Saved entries
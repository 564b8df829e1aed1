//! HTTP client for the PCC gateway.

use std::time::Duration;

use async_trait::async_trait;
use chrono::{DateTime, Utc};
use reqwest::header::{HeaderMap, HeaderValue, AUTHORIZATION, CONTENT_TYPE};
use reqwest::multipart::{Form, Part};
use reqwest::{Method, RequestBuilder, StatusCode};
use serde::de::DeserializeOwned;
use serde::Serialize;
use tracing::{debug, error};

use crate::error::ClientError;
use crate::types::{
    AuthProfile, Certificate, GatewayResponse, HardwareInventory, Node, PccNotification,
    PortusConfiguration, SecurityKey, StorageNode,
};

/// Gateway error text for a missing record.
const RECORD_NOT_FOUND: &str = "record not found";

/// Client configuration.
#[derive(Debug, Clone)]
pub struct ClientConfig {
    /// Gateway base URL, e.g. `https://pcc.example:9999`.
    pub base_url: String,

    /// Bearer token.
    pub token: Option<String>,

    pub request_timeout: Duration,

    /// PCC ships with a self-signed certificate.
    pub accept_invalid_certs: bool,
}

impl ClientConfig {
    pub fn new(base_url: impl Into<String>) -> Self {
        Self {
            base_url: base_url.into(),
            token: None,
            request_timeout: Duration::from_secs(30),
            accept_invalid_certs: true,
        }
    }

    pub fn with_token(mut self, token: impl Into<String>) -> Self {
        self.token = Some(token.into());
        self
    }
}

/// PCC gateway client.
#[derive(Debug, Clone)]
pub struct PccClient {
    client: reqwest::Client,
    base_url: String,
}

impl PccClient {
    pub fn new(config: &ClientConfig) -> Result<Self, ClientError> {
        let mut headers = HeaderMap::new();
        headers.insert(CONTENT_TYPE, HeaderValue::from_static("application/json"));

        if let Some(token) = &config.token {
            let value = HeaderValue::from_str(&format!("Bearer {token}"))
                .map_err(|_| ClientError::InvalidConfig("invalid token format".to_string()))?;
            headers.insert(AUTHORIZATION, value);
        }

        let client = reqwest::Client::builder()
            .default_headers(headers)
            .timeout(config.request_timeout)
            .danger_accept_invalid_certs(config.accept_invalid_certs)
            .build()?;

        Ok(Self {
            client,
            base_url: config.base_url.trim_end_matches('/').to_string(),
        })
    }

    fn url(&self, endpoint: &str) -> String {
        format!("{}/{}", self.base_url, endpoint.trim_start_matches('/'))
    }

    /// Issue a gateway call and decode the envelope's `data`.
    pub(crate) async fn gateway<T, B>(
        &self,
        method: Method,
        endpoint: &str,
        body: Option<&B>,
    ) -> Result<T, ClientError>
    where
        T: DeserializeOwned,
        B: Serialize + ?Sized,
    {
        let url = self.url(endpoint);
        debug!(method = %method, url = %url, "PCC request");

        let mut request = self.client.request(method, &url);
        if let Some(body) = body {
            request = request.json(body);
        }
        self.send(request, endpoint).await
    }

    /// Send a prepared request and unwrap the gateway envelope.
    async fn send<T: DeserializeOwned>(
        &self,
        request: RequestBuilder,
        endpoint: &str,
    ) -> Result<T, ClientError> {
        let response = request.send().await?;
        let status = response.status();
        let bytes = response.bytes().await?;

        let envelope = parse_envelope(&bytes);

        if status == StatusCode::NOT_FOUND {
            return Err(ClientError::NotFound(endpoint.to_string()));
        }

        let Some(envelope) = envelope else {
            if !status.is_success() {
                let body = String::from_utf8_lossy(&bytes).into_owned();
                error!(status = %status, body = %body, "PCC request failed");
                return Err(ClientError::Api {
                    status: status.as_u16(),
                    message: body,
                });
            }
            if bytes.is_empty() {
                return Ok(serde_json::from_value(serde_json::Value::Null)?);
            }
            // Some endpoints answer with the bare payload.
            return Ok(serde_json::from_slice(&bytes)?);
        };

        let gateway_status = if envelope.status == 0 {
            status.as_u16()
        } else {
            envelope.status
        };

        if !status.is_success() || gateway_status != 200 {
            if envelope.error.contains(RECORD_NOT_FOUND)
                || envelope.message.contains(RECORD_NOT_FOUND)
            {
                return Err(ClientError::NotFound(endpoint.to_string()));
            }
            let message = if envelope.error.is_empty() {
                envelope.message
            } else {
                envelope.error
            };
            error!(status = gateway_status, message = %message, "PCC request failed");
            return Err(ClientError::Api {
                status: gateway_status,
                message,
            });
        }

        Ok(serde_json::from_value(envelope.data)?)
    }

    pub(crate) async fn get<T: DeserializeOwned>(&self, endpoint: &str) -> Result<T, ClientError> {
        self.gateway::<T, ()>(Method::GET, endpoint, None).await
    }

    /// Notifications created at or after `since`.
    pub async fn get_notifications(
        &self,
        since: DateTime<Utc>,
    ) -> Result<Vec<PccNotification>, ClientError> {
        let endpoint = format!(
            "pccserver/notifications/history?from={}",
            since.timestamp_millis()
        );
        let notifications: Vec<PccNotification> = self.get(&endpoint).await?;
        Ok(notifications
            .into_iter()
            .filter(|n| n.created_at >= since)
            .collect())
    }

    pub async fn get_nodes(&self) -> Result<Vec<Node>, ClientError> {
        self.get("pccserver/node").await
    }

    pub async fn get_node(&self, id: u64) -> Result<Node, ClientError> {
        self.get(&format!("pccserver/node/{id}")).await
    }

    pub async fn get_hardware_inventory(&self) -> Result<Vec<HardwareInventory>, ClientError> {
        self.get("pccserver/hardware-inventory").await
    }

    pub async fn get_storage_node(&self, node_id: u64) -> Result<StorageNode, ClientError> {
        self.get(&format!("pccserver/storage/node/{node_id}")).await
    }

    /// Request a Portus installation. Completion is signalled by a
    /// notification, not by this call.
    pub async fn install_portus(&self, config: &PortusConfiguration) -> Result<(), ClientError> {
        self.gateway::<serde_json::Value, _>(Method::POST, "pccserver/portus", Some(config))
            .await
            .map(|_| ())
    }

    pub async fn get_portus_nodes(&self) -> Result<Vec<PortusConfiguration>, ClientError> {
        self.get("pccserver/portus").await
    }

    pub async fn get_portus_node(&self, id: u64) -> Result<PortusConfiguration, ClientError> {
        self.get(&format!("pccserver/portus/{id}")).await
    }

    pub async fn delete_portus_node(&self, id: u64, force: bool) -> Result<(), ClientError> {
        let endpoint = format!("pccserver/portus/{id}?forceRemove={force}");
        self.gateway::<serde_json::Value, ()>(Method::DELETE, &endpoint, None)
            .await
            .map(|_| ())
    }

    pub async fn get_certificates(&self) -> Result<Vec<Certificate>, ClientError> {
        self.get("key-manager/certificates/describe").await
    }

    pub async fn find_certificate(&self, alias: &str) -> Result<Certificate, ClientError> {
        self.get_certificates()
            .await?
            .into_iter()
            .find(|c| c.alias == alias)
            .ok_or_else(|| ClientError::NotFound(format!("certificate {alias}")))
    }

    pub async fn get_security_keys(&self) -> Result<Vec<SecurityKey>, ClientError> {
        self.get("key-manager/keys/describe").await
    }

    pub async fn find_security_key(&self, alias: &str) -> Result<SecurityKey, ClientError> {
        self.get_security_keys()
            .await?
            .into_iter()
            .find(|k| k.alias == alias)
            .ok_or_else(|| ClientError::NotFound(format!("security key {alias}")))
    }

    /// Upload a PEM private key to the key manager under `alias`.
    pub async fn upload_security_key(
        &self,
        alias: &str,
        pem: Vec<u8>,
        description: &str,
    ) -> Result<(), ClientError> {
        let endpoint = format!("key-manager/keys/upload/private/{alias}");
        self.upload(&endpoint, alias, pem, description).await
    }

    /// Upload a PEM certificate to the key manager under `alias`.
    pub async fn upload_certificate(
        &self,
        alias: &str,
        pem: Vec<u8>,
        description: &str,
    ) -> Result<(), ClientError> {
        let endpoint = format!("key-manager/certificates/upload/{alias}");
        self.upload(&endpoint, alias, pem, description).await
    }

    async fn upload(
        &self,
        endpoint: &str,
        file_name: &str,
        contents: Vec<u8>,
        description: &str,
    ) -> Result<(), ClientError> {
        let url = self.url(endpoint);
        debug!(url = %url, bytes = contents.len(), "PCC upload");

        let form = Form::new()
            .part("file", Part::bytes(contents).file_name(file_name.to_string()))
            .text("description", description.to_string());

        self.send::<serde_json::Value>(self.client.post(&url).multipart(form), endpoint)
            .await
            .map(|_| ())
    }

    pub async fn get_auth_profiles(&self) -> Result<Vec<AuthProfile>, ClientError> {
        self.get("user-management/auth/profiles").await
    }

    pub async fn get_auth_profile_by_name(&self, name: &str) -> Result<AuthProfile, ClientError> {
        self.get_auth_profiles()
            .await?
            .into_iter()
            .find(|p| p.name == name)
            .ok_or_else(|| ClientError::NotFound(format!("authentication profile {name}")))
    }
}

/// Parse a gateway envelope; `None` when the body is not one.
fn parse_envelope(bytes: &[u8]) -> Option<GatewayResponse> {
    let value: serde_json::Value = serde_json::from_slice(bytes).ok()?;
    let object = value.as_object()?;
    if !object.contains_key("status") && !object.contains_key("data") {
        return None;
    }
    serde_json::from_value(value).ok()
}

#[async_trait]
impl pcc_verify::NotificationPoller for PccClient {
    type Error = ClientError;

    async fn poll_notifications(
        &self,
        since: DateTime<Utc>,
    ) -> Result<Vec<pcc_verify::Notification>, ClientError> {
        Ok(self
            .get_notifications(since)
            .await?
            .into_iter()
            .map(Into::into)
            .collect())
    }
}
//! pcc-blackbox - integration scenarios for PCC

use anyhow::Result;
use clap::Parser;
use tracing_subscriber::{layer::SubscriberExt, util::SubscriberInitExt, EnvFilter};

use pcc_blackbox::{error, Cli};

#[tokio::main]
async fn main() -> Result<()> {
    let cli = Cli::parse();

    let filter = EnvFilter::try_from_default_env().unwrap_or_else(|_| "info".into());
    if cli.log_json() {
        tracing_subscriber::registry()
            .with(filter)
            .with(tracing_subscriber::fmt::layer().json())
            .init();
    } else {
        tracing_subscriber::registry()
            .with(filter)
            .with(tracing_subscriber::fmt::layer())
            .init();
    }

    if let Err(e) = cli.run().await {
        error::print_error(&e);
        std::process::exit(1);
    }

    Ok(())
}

> _TASK BRIEF_:
Read the data above. Pull out each line in which the string "describe" appears.

> _RESULT OF THE EXERCISE_:
        self.get("key-manager/certificates/describe").await
        self.get("key-manager/keys/describe").await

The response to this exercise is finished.